Читать ««Как я сделался писателем?» (Нечто вроде исповеди)» онлайн - страница 2

Николай Петрович Вагнер

Сельски девушки цветут Красотой природной, А другую не найдешь Машеньке подобной.

Конец баллады был крайне сентиментальный и трагический, и я помню, что я никогда не мог выслушать его без слез. Помню также старинную буколическую пастораль, также весьма сентиментальную, которая начиналась словами:

Лишь только занялась заря И солнце осветило земной круг, Пошла пастушка со стадом в луг, К потоку чистых вод…

Большинство русских сказок я также узнал от моей няньки. И вот на эту уже подготовленную почву попал мне «Конек-Горбунок». Легкая форма стиха без труда схватывалась и удерживалась памятью семилетнего ребенка.

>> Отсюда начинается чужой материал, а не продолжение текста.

// Payment webhook reconciler
//
// The gateway POSTs its asynchronous result here, form-encoded and signed.
// The reply is a plain two-part token: "1|OK" acknowledges the delivery,
// anything else makes the gateway deliver again. Because `mark_paid` is
// idempotent, arbitrary re-delivery is safe.

use axum::{extract::State, Form};
use chrono::{DateTime, NaiveDateTime, Utc};
use std::collections::BTreeMap;

use crate::bookings::BookingError;
use crate::payments::{signature, trade_number};

/// Acknowledgment token understood by the gateway
pub const WEBHOOK_OK: &str = "1|OK";

/// Rejection token for a failed signature check
pub const WEBHOOK_BAD_MAC: &str = "0|CheckMacValue Error";

fn reject(reason: &str) -> String {
    format!("0|{}", reason)
}

/// Parse the gateway's payment timestamp, e.g. "2025/11/01 12:34:56"
fn parse_payment_date(params: &BTreeMap<String, String>) -> Option<DateTime<Utc>> {
    let raw = params.get("PaymentDate")?;
    NaiveDateTime::parse_from_str(raw, "%Y/%m/%d %H:%M:%S")
        .ok()
        .map(|naive| naive.and_utc())
}

/// Handler for POST /api/payments/webhook
/// Reconciles a gateway payment result with its booking
#[utoipa::path(
    post,
    path = "/api/payments/webhook",
    responses(
        (status = 200, description = "Acknowledgment token: \"1|OK\" on success, \"0|<reason>\" otherwise", body = String)
    ),
    tag = "payments"
)]
pub async fn payment_webhook_handler(
    State(state): State<crate::AppState>,
    Form(params): Form<BTreeMap<String, String>>,
) -> String {
    let config = state.gateway.config();

    // 1. Authenticate the delivery before touching any booking
    if !signature::verify(&params, &config.hash_key, &config.hash_iv) {
        tracing::warn!("Webhook rejected: CheckMacValue mismatch");
        return WEBHOOK_BAD_MAC.to_string();
    }

    // 2. Recover the booking id from the trade reference
    let Some(trade_no) = params.get("MerchantTradeNo") else {
        tracing::warn!("Webhook rejected: missing MerchantTradeNo");
        return reject("TradeNo Error");
    };
    let booking_id = match trade_number::decode(trade_no) {
        Ok(id) => id,
        Err(e) => {
            tracing::warn!("Webhook rejected: {}", e);
            return reject("TradeNo Error");
        }
    };

    // 3. Only a success result transitions the booking
    let rtn_code = params.get("RtnCode").map(String::as_str).unwrap_or("");
    if rtn_code != "1" {
        tracing::info!(
            "Payment for booking {} reported as failed (RtnCode {})",
            booking_id,
            rtn_code
        );
        return reject("Payment Failed");
    }

    let paid_at = parse_payment_date(&params);
    match state
        .booking_service
        .mark_paid(booking_id, trade_no, paid_at)
        .await
    {
        Ok(_) => WEBHOOK_OK.to_string(),
        Err(BookingError::NotFound) => {
            tracing::warn!("Webhook for unknown booking {}", booking_id);
            reject("Booking Not Found")
        }
        Err(BookingError::InvalidTransition(msg)) => {
            tracing::warn!("Webhook for booking {} rejected: {}", booking_id, msg);
            reject("Booking State Error")
        }
        Err(e) => {
            tracing::error!("Webhook processing failed for booking {}: {}", booking_id, e);
            reject("Server Error")
        }
    }
}

#[cfg(test)]
mod tests {
    use super::*;

    #[test]
    fn test_reject_token_shape() {
        assert_eq!(reject("Payment Failed"), "0|Payment Failed");
        assert_eq!(WEBHOOK_OK, "1|OK");
        assert_eq!(WEBHOOK_BAD_MAC, "0|CheckMacValue Error");
    }

    #[test]
    fn test_parse_payment_date() {
        let mut params = BTreeMap::new();
        params.insert(
            "PaymentDate".to_string(),
            "2025/11/01 12:34:56".to_string(),
        );
        let parsed = parse_payment_date(&params).unwrap();
        assert_eq!(
            parsed.format("%Y-%m-%d %H:%M:%S").to_string(),
            "2025-11-01 12:34:56"
        );
    }

    #[test]
    fn test_parse_payment_date_absent_or_malformed() {
        assert!(parse_payment_date(&BTreeMap::new()).is_none());

        let mut params = BTreeMap::new();
        params.insert("PaymentDate".to_string(), "yesterday".to_string());
        assert!(parse_payment_date(&params).is_none());
    }
}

В восемь лет меня занимал театр Ленского и в особенности перевод его либретто оперы Цампы. И в этом обстоятельстве опять замешивается не одна книга, но семейные рассказы и музыка. В то время, более полувека назад, точно так же, как и теперь, занятия каждой интеллигентной семьи, кроме обычных житейских хлопот, забот и мелких развлечений, сосредоточивались на литературе и музыке. Рассказы отца и матери об опере и балете на сцене Большого театра в Петербурге сильно затронули мое детское воображение. Я чуть не бредил Фенеллой (Muette de Portici), Кесарем в Египте и в особенности Цампой. Последняя опера еще потому имела на меня влияние, что любимой кадрилью тогдашней Уральской публики была кадриль из Цампы, а к этому присоединилось и другое обстоятельство — влияние моей старшей сестры от другого отца (П. П. Кондыревой), 18-летней девушки, чрезвычайно впечатлительной, умной, увлекавшейся литературой и поэзией. Романическая, оригинальная опера Цампы у меня звучала в ушах, и я делал кукольный театр, декорации и актеров из бумаги и разыгрывал эту оперу перед глазами моих маленьких сестер и нашей дворни.

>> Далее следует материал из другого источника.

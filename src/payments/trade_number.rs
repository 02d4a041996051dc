// Trade number encoding
//
// The gateway requires a unique merchant trade number per checkout attempt.
// Ours embeds the booking id so the webhook reconciler can find the booking
// again without any extra lookup table: a leading "B", the booking id
// zero-padded to four digits, then the last ten digits of the epoch-millis
// timestamp for uniqueness across retries.

use crate::payments::PaymentError;

/// Build the trade number for a booking: `"B" + 4-digit booking id +
/// last 10 digits of epoch millis`
pub fn encode(booking_id: i32, epoch_millis: i64) -> String {
    let millis = format!("{:010}", epoch_millis);
    let tail = &millis[millis.len() - 10..];
    format!("B{:04}{}", booking_id, tail)
}

/// Recover the booking id from a trade number.
///
/// A well-formed reference starts with `B` and carries the booking id in
/// the next four digits. Anything else is tried as a plain integer booking
/// id before being rejected as malformed.
pub fn decode(trade_no: &str) -> Result<i32, PaymentError> {
    if let Some(rest) = trade_no.strip_prefix('B') {
        // get() refuses to split a multibyte character, so hostile input
        // falls through instead of panicking
        if let Some(id_part) = rest.get(..4) {
            if let Ok(id) = id_part.parse::<i32>() {
                return Ok(id);
            }
        }
    }

    trade_no
        .parse::<i32>()
        .map_err(|_| PaymentError::MalformedTradeNumber(trade_no.to_string()))
}

#[cfg(test)]
mod tests {
    use super::*;

    #[test]
    fn test_encode_format() {
        let trade_no = encode(7, 1_730_419_200_123);
        assert_eq!(trade_no.len(), 15);
        assert!(trade_no.starts_with("B0007"));
        assert_eq!(&trade_no[5..], "0419200123");
    }

    #[test]
    fn test_encode_pads_short_timestamps() {
        let trade_no = encode(1, 42);
        assert_eq!(trade_no, "B00010000000042");
    }

    #[test]
    fn test_decode_prefixed() {
        assert_eq!(decode("B00071234567890").unwrap(), 7);
        assert_eq!(decode("B99990000000000").unwrap(), 9999);
    }

    #[test]
    fn test_decode_plain_integer() {
        assert_eq!(decode("42").unwrap(), 42);
    }

    #[test]
    fn test_decode_malformed() {
        assert!(decode("XYZ").is_err());
        assert!(decode("").is_err());
        assert!(decode("Babc1234567890").is_err());
    }

    #[test]
    fn test_decode_multibyte_input_rejected() {
        // Must reject, not panic, when a multibyte character straddles or
        // follows the id window
        assert!(decode("Babcé123").is_err());
        assert!(decode("Bé№1234567890").is_err());
        assert!(decode("Bòó").is_err());
    }

    #[test]
    fn test_decode_short_prefixed_falls_through() {
        // Too short for the embedded id; not a plain integer either
        assert!(decode("B12").is_err());
    }

    #[test]
    fn test_roundtrip_boundaries() {
        for id in [1, 42, 9999] {
            assert_eq!(decode(&encode(id, 1_730_419_200_123)).unwrap(), id);
        }
    }
}

#[cfg(test)]
mod property_tests {
    use super::*;
    use proptest::prelude::*;

    /// decode(encode(id, ts)) recovers id for all ids in [1, 9999] and
    /// arbitrary timestamps
    #[test]
    fn prop_roundtrip() {
        proptest!(|(booking_id in 1i32..=9999, epoch_millis in 0i64..=4_102_444_800_000)| {
            let trade_no = encode(booking_id, epoch_millis);
            prop_assert_eq!(decode(&trade_no).unwrap(), booking_id);
        });
    }

    /// decode never panics, whatever string the gateway echoes back
    #[test]
    fn prop_decode_total_on_arbitrary_input() {
        proptest!(|(trade_no in "\\PC{0,20}")| {
            let _ = decode(&trade_no);
        });
    }

    /// Encoded trade numbers always have the fixed 15-character shape
    #[test]
    fn prop_fixed_width() {
        proptest!(|(booking_id in 1i32..=9999, epoch_millis in 0i64..=4_102_444_800_000)| {
            let trade_no = encode(booking_id, epoch_millis);
            prop_assert_eq!(trade_no.len(), 15);
            prop_assert!(trade_no.starts_with('B'));
            prop_assert!(trade_no[1..].chars().all(|c| c.is_ascii_digit()));
        });
    }
}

Рядом с этим течением у восьмилетнего ребенка складывалось другое. Мне дали два или три тома (не помню наверно сколько) «Зрелища вселенной». Это было что-то вроде краткой энциклопедии из естественной истории с очень грубыми, старинными гравюрами. Я помню, внимание мое преимущественно останавливалось на необыкновенных грандиозных явлениях, в особенности со страстным вниманием и внутренней дрожью я зачитывался описанием извержений Везувия и вообще вулканических явлений. Точно так же привлекало меня описание раскопок Помпеи. Помню также, что мне очень нравились три томика с грубыми раскрашенными рисунками «Библиотека путешествий» (для детей) — и в особенности занимала меня трагическая судьба Джемса Кука и братьев Симона и Пьера, погибших в африканских степях.

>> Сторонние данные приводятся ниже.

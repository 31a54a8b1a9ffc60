//! JSON task persistence.
//!
//! The whole routine lives as one serialized array of task records in a
//! single file (`tasks.json`) under the data directory. The file is read
//! once at startup and rewritten in full on every change. Loading is
//! tolerant: anything missing, unreadable or malformed degrades to an
//! empty routine rather than an error.

use std::path::PathBuf;

use super::data_dir;
use crate::clock::is_clock_time;
use crate::error::StoreError;
use crate::task::Task;

const STORE_FILE: &str = "tasks.json";

/// Persistent store for the task list.
pub struct TaskStore {
    path: PathBuf,
}

impl TaskStore {
    /// Open the store at the default data directory.
    ///
    /// # Errors
    /// Returns an error if the data directory cannot be prepared.
    pub fn open() -> Result<Self, StoreError> {
        Ok(Self {
            path: data_dir()?.join(STORE_FILE),
        })
    }

    /// Open a store backed by an explicit file path.
    pub fn at(path: impl Into<PathBuf>) -> Self {
        Self { path: path.into() }
    }

    /// Load the persisted task list.
    ///
    /// A missing file, unreadable content, malformed JSON, or any record
    /// whose times fail the `\d\d:\d\d` shape check all yield an empty
    /// list. Discarded state is logged, never propagated.
    pub fn load(&self) -> Vec<Task> {
        let content = match std::fs::read_to_string(&self.path) {
            Ok(content) => content,
            Err(_) => {
                log::debug!("no task store at {}, starting empty", self.path.display());
                return Vec::new();
            }
        };

        let tasks: Vec<Task> = match serde_json::from_str(&content) {
            Ok(tasks) => tasks,
            Err(e) => {
                log::warn!("discarding malformed task store {}: {e}", self.path.display());
                return Vec::new();
            }
        };

        if tasks
            .iter()
            .all(|t| is_clock_time(&t.start_time) && is_clock_time(&t.end_time))
        {
            tasks
        } else {
            log::warn!(
                "discarding task store {}: record with invalid times",
                self.path.display()
            );
            Vec::new()
        }
    }

    /// Rewrite the whole task list.
    ///
    /// # Errors
    /// Returns an error if serialization or the write fails.
    pub fn save(&self, tasks: &[Task]) -> Result<(), StoreError> {
        let content = serde_json::to_string(tasks)?;
        std::fs::write(&self.path, content).map_err(|source| StoreError::WriteFailed {
            path: self.path.clone(),
            source,
        })?;
        log::debug!("saved {} tasks to {}", tasks.len(), self.path.display());
        Ok(())
    }
}

#[cfg(test)]
mod tests {
    use super::*;

    fn task(id: &str, start: &str, end: &str) -> Task {
        Task {
            id: id.to_string(),
            title: format!("Task {id}"),
            start_time: start.to_string(),
            end_time: end.to_string(),
            description: None,
            color: "blue".to_string(),
        }
    }

    #[test]
    fn test_save_then_load() {
        let dir = tempfile::tempdir().unwrap();
        let store = TaskStore::at(dir.path().join("tasks.json"));

        let tasks = vec![task("a", "09:00", "10:00"), task("b", "10:00", "11:00")];
        store.save(&tasks).unwrap();

        assert_eq!(store.load(), tasks);
    }

    #[test]
    fn test_missing_file_is_empty() {
        let dir = tempfile::tempdir().unwrap();
        let store = TaskStore::at(dir.path().join("tasks.json"));
        assert!(store.load().is_empty());
    }

    #[test]
    fn test_malformed_json_is_discarded() {
        let dir = tempfile::tempdir().unwrap();
        let path = dir.path().join("tasks.json");
        std::fs::write(&path, "{not json").unwrap();

        assert!(TaskStore::at(path).load().is_empty());
    }

    #[test]
    fn test_invalid_times_discard_the_whole_store() {
        let dir = tempfile::tempdir().unwrap();
        let path = dir.path().join("tasks.json");
        let content = r#"[
            {"id":"a","title":"Ok","startTime":"09:00","endTime":"10:00","color":"blue"},
            {"id":"b","title":"Bad","startTime":"9am","endTime":"10:00","color":"red"}
        ]"#;
        std::fs::write(&path, content).unwrap();

        assert!(TaskStore::at(path).load().is_empty());
    }

    #[test]
    fn test_save_overwrites_previous_contents() {
        let dir = tempfile::tempdir().unwrap();
        let store = TaskStore::at(dir.path().join("tasks.json"));

        store
            .save(&[task("a", "09:00", "10:00"), task("b", "10:00", "11:00")])
            .unwrap();
        store.save(&[task("c", "08:00", "08:30")]).unwrap();

        let loaded = store.load();
        assert_eq!(loaded.len(), 1);
        assert_eq!(loaded[0].id, "c");
    }
}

Кто может решить, какое влияние на развитие моего ума и сердца имели эти книги? Что пробудили и что оставили они в моей душе? Рядом с ними меня занимал также и Ледрю-Роллен (чтение для юношества) и маленькое чисто детское собрание самых коротеньких биографий римских императоров и полководцев с очень плохими, маленькими рисунками. Я думаю: если бы вместо этих плохоньких биографий мне дали в руки Плутарха, то результат был бы более действительный и определенный, но и Ледрю-Роллен оставлял во мне сильные и прочные впечатления. Я увлекался подвигами Муция Сцеволы, Гракхов, Брута, Аннибала и Мария. Впрочем, во всякой книге наиболее сильное впечатление производили на меня картинки. Восьмилетний мальчик, я уже ясно сознавал разницу между художественно исполненной картинкой и плохой, лубочной литографией. Мне нравились не раскрашенные дешевые литографии, а художественно исполненные гравюры. В особенности оставила во мне сильное впечатление одна детская книжка, какой-то сборник — вроде «Детского цветника» — с шестью или семью художественно сделанными гравюрами.